| Your goal |
Report back every line from the entries below in which the word "overwrite" occurs.

| The input |
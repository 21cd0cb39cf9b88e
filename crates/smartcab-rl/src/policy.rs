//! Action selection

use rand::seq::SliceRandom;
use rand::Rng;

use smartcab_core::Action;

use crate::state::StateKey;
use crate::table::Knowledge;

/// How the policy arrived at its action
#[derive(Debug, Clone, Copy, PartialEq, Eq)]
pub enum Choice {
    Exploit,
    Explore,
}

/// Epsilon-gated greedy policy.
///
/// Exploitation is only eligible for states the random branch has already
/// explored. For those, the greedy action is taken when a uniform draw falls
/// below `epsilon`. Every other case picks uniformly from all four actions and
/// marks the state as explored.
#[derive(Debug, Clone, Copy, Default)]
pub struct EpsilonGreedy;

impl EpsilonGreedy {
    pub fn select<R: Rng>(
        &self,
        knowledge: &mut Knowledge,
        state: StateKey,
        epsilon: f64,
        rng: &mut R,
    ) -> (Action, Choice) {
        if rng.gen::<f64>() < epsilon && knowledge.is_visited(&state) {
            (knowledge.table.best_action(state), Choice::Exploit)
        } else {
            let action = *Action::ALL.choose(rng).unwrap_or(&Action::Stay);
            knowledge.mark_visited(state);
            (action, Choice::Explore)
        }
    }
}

==

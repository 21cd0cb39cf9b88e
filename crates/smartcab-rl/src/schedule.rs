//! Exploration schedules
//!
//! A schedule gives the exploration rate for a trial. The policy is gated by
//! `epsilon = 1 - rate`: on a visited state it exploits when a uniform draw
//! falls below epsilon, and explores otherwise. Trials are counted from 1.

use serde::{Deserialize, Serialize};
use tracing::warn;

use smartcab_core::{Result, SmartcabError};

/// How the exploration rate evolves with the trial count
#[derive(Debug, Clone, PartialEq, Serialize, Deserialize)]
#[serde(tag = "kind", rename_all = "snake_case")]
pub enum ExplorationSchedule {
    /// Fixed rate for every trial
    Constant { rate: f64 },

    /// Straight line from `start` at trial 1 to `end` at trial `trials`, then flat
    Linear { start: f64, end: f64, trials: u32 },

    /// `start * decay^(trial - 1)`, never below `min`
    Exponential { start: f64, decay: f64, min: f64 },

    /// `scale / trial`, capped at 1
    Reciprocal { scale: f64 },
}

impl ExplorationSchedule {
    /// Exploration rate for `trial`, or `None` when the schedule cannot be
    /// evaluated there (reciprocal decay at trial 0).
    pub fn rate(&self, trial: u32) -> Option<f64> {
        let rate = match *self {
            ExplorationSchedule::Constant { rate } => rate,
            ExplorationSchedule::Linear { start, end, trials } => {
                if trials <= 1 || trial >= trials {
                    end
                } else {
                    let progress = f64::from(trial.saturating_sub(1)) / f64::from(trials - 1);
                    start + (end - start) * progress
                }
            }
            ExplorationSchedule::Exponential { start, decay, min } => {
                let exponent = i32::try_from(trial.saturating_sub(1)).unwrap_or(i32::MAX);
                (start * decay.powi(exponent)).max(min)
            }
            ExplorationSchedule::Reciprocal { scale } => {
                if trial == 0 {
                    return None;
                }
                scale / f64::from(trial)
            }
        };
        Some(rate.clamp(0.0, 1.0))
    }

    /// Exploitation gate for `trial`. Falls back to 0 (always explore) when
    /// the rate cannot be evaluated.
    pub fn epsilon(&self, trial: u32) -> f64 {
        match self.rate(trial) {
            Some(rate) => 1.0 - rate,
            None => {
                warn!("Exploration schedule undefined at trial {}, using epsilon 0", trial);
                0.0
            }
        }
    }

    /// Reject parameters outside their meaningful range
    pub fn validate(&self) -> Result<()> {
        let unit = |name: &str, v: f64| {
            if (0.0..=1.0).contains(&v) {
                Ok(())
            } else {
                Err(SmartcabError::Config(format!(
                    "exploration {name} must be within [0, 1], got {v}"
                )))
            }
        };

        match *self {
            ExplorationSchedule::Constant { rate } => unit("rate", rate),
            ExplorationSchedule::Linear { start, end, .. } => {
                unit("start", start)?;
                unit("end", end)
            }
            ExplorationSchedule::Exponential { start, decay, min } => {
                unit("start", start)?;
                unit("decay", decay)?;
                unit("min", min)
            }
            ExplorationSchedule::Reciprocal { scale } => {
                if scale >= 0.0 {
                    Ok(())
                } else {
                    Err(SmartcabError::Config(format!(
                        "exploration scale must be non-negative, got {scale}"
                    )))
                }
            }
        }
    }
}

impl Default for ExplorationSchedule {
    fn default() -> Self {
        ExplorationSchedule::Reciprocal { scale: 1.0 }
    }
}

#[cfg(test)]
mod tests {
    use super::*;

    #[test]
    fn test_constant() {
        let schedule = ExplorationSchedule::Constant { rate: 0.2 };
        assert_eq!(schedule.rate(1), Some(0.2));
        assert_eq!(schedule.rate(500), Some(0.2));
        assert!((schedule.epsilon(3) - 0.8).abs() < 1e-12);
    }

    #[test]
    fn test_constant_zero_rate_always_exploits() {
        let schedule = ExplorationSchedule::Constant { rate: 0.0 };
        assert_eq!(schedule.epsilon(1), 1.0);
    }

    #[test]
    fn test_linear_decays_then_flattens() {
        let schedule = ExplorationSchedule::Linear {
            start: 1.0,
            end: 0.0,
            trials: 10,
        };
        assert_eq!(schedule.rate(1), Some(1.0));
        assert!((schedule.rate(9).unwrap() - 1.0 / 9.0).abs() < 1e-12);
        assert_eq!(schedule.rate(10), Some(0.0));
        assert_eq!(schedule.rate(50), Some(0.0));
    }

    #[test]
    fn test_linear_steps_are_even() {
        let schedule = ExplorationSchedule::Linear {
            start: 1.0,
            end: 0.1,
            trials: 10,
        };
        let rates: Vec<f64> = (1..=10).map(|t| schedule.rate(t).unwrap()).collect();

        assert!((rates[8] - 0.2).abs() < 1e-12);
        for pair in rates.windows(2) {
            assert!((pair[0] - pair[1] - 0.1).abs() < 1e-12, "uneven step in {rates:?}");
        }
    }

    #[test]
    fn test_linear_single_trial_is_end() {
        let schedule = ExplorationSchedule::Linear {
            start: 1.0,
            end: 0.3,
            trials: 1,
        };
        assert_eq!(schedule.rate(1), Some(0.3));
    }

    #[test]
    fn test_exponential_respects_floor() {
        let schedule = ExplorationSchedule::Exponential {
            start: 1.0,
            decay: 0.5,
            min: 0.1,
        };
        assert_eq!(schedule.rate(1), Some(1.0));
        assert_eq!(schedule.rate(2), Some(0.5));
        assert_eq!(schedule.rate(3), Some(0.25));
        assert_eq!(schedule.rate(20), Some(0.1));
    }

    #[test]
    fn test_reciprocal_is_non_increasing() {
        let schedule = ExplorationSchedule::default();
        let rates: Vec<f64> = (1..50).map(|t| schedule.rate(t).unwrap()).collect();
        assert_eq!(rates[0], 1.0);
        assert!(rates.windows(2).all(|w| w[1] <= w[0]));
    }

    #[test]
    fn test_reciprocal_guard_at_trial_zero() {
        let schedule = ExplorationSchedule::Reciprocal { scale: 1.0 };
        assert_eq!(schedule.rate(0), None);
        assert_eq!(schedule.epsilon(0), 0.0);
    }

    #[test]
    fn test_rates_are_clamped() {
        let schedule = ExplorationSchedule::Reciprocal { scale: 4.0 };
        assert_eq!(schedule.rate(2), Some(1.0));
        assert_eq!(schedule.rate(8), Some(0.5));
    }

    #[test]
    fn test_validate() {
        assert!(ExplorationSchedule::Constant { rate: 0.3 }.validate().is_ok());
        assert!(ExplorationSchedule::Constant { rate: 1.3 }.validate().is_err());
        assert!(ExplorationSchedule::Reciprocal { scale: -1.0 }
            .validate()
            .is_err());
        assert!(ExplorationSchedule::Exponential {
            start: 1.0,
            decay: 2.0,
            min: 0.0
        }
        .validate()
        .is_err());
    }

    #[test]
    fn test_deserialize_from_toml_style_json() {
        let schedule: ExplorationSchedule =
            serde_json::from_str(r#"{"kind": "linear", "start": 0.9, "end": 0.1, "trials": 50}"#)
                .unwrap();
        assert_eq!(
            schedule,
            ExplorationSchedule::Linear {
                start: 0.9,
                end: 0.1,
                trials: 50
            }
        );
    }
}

...

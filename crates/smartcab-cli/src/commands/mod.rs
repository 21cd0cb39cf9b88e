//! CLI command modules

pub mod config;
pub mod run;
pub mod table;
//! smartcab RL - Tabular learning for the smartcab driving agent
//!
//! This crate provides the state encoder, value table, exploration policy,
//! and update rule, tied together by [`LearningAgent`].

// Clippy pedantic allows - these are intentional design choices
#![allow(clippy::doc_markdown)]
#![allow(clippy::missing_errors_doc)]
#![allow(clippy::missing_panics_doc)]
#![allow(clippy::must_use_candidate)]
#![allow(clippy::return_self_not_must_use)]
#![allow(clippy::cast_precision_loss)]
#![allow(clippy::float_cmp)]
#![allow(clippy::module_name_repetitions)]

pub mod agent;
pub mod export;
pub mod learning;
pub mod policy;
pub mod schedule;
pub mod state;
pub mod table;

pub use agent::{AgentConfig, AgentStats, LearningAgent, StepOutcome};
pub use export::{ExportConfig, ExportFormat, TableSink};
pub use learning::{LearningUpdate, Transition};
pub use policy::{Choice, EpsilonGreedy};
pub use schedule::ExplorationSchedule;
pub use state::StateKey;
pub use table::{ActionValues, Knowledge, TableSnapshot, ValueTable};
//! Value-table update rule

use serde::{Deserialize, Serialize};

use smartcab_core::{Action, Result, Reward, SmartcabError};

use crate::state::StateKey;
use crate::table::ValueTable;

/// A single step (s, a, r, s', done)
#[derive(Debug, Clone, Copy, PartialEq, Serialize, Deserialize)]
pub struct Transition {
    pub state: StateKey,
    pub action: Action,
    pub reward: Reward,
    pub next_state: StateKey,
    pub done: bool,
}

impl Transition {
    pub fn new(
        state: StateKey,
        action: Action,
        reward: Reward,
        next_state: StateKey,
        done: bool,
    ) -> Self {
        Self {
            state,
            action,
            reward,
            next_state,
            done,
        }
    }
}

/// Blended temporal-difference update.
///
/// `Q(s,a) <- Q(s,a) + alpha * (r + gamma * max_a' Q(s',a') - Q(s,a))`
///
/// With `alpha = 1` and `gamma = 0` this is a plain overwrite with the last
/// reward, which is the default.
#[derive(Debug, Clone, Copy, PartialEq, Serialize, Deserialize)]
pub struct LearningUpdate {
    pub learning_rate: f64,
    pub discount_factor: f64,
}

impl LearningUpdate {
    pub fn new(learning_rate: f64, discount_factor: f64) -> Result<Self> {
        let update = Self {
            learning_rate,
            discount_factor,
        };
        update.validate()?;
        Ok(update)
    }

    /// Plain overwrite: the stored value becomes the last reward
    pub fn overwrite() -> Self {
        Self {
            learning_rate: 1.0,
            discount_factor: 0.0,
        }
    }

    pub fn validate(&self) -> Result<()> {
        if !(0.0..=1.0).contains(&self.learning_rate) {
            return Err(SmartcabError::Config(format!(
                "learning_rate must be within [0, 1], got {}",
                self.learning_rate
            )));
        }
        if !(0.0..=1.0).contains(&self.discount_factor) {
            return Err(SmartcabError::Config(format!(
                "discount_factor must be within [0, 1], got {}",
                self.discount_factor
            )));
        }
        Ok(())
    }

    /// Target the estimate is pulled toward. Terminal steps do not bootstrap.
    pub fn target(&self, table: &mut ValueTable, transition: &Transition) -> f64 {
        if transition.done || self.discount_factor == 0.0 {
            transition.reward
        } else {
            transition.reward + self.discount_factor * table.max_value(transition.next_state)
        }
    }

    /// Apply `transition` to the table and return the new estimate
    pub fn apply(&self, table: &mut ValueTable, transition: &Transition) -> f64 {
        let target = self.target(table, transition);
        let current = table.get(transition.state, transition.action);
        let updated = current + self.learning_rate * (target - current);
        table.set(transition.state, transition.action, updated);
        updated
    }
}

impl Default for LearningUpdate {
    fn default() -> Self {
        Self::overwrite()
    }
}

| Answer space |
/// With `alpha = 1` and `gamma = 0` this is a plain overwrite with the last
    /// Plain overwrite: the stored value becomes the last reward
    pub fn overwrite() -> Self {
        Self::overwrite()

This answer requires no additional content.